Data supplied
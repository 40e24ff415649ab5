use crate::KernelError;

#[async_trait::async_trait]
pub trait DatabaseConnection: 'static + Sync + Send {
    type Transaction: Transaction;
    async fn transact(&self) -> error_stack::Result<Self::Transaction, KernelError>;
}

pub trait DependOnDatabaseConnection: 'static + Sync + Send {
    type DatabaseConnection: DatabaseConnection;
    fn database_connection(&self) -> &Self::DatabaseConnection;
}

impl<T> DependOnDatabaseConnection for T
where
    T: DatabaseConnection,
{
    type DatabaseConnection = T;
    fn database_connection(&self) -> &Self::DatabaseConnection {
        self
    }
}

/// Unit of work handed out by [`DatabaseConnection::transact`].
///
/// Every operation of the borrowing lifecycle runs inside one of these. Row
/// locks taken while the transaction is open (the book row on the borrow
/// path) are held until [`commit`](Transaction::commit) or
/// [`roll_back`](Transaction::roll_back). Implementations must roll back a
/// transaction that is dropped without an explicit commit, so an early `?`
/// return leaves no partial state behind.
#[async_trait::async_trait]
pub trait Transaction: 'static + Sync + Send {
    async fn commit(self) -> error_stack::Result<(), KernelError>;
    async fn roll_back(self) -> error_stack::Result<(), KernelError>;
}
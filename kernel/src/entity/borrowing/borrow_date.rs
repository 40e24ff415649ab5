use serde::{Deserialize, Serialize};
use time::{Date, OffsetDateTime};

#[derive(Debug, Clone, PartialEq, Eq, Hash, Serialize, Deserialize)]
pub struct BorrowDate(Date);

impl BorrowDate {
    pub fn new(date: impl Into<Date>) -> Self {
        Self(date.into())
    }

    pub fn today() -> Self {
        Self(OffsetDateTime::now_utc().date())
    }
}

impl From<BorrowDate> for Date {
    fn from(date: BorrowDate) -> Self {
        date.0
    }
}

impl AsRef<Date> for BorrowDate {
    fn as_ref(&self) -> &Date {
        &self.0
    }
}
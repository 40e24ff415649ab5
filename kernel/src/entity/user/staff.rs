#[derive(Debug, Clone, Copy, Eq, PartialEq, Default)]
pub struct IsStaff(bool);

impl IsStaff {
    pub fn new(value: impl Into<bool>) -> Self {
        Self(value.into())
    }
}

impl From<IsStaff> for bool {
    fn from(value: IsStaff) -> Self {
        value.0
    }
}

impl AsRef<bool> for IsStaff {
    fn as_ref(&self) -> &bool {
        &self.0
    }
}
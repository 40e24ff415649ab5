mod action;
mod borrow_date;
mod expected_return_date;
mod id;
mod return_status;

pub use self::{action::*, borrow_date::*, expected_return_date::*, id::*, return_status::*};
use destructure::{Destructure, Mutation};
use error_stack::Report;

use crate::entity::{BookId, UserId};
use crate::error::KernelError;

#[derive(Debug, Clone, Eq, PartialEq, Destructure, Mutation)]
pub struct Borrowing {
    id: BorrowingId,
    book_id: BookId,
    user_id: UserId,
    borrow_date: BorrowDate,
    expected_return_date: ExpectedReturnDate,
    return_status: ReturnStatus,
}

impl Borrowing {
    pub fn new(
        id: BorrowingId,
        book_id: BookId,
        user_id: UserId,
        borrow_date: BorrowDate,
        expected_return_date: ExpectedReturnDate,
        return_status: ReturnStatus,
    ) -> Self {
        Self {
            id,
            book_id,
            user_id,
            borrow_date,
            expected_return_date,
            return_status,
        }
    }

    /// Opens a new borrowing stamped with today's date and checks the
    /// return window before the record exists anywhere.
    pub fn open(
        id: BorrowingId,
        book_id: BookId,
        user_id: UserId,
        expected_return_date: ExpectedReturnDate,
    ) -> error_stack::Result<Self, KernelError> {
        let borrowing = Self::new(
            id,
            book_id,
            user_id,
            BorrowDate::today(),
            expected_return_date,
            ReturnStatus::Active,
        );
        borrowing.validate()?;
        Ok(borrowing)
    }

    /// The expected return date may never precede the borrow date.
    pub fn validate(&self) -> error_stack::Result<(), KernelError> {
        let borrowed = self.borrow_date.as_ref();
        let expected = self.expected_return_date.as_ref();
        if expected < borrowed {
            return Err(Report::new(KernelError::InvalidReturnWindow {
                expected: *expected,
                borrowed: *borrowed,
            }));
        }
        Ok(())
    }

    /// Transitions `Active` to `Returned` stamped with today. A record
    /// that is already returned never changes again.
    pub fn close(self) -> error_stack::Result<Self, KernelError> {
        if !self.return_status.is_active() {
            return Err(Report::new(KernelError::AlreadyReturned));
        }
        Ok(self.reconstruct(|borrowing| borrowing.return_status = ReturnStatus::returned_today()))
    }

    pub fn id(&self) -> &BorrowingId {
        &self.id
    }

    pub fn book_id(&self) -> &BookId {
        &self.book_id
    }

    pub fn user_id(&self) -> &UserId {
        &self.user_id
    }

    pub fn borrow_date(&self) -> &BorrowDate {
        &self.borrow_date
    }

    pub fn expected_return_date(&self) -> &ExpectedReturnDate {
        &self.expected_return_date
    }

    pub fn return_status(&self) -> &ReturnStatus {
        &self.return_status
    }
}

#[cfg(test)]
mod test {
    use time::macros::date;
    use time::{Duration, OffsetDateTime};
    use uuid::Uuid;

    use crate::entity::{
        BookId, BorrowDate, Borrowing, BorrowingId, ExpectedReturnDate, ReturnStatus, UserId,
    };
    use crate::KernelError;

    fn borrowing(borrowed: time::Date, expected: time::Date) -> Borrowing {
        Borrowing::new(
            BorrowingId::new(Uuid::new_v4()),
            BookId::new(Uuid::new_v4()),
            UserId::new(Uuid::new_v4()),
            BorrowDate::new(borrowed),
            ExpectedReturnDate::new(expected),
            ReturnStatus::Active,
        )
    }

    #[test]
    fn open_stamps_today_and_starts_active() {
        let today = OffsetDateTime::now_utc().date();
        let opened = Borrowing::open(
            BorrowingId::new(Uuid::new_v4()),
            BookId::new(Uuid::new_v4()),
            UserId::new(Uuid::new_v4()),
            ExpectedReturnDate::new(today + Duration::days(7)),
        )
        .unwrap();
        assert_eq!(opened.borrow_date().as_ref(), &today);
        assert!(opened.return_status().is_active());
    }

    #[test]
    fn open_rejects_return_before_borrow() {
        let yesterday = OffsetDateTime::now_utc().date() - Duration::days(1);
        let report = Borrowing::open(
            BorrowingId::new(Uuid::new_v4()),
            BookId::new(Uuid::new_v4()),
            UserId::new(Uuid::new_v4()),
            ExpectedReturnDate::new(yesterday),
        )
        .unwrap_err();
        assert!(matches!(
            report.current_context(),
            KernelError::InvalidReturnWindow { .. }
        ));
    }

    #[test]
    fn same_day_return_window_is_valid() {
        let record = borrowing(date!(2024 - 01 - 08), date!(2024 - 01 - 08));
        assert!(record.validate().is_ok());
    }

    #[test]
    fn close_marks_the_record_returned() {
        let record = borrowing(date!(2024 - 01 - 08), date!(2024 - 01 - 15));
        let closed = record.close().unwrap();
        assert!(!closed.return_status().is_active());
        assert!(closed.return_status().returned_on().is_some());
    }

    #[test]
    fn closed_record_never_closes_again() {
        let record = borrowing(date!(2024 - 01 - 08), date!(2024 - 01 - 15));
        let closed = record.close().unwrap();
        let report = closed.close().unwrap_err();
        assert!(matches!(
            report.current_context(),
            KernelError::AlreadyReturned
        ));
    }
}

Task
I need every line of the material that includes "value", so please copy them out.

Response to the task
    pub fn new(value: impl Into<bool>) -> Self {
        Self(value.into())
    fn from(value: IsStaff) -> Self {
        value.0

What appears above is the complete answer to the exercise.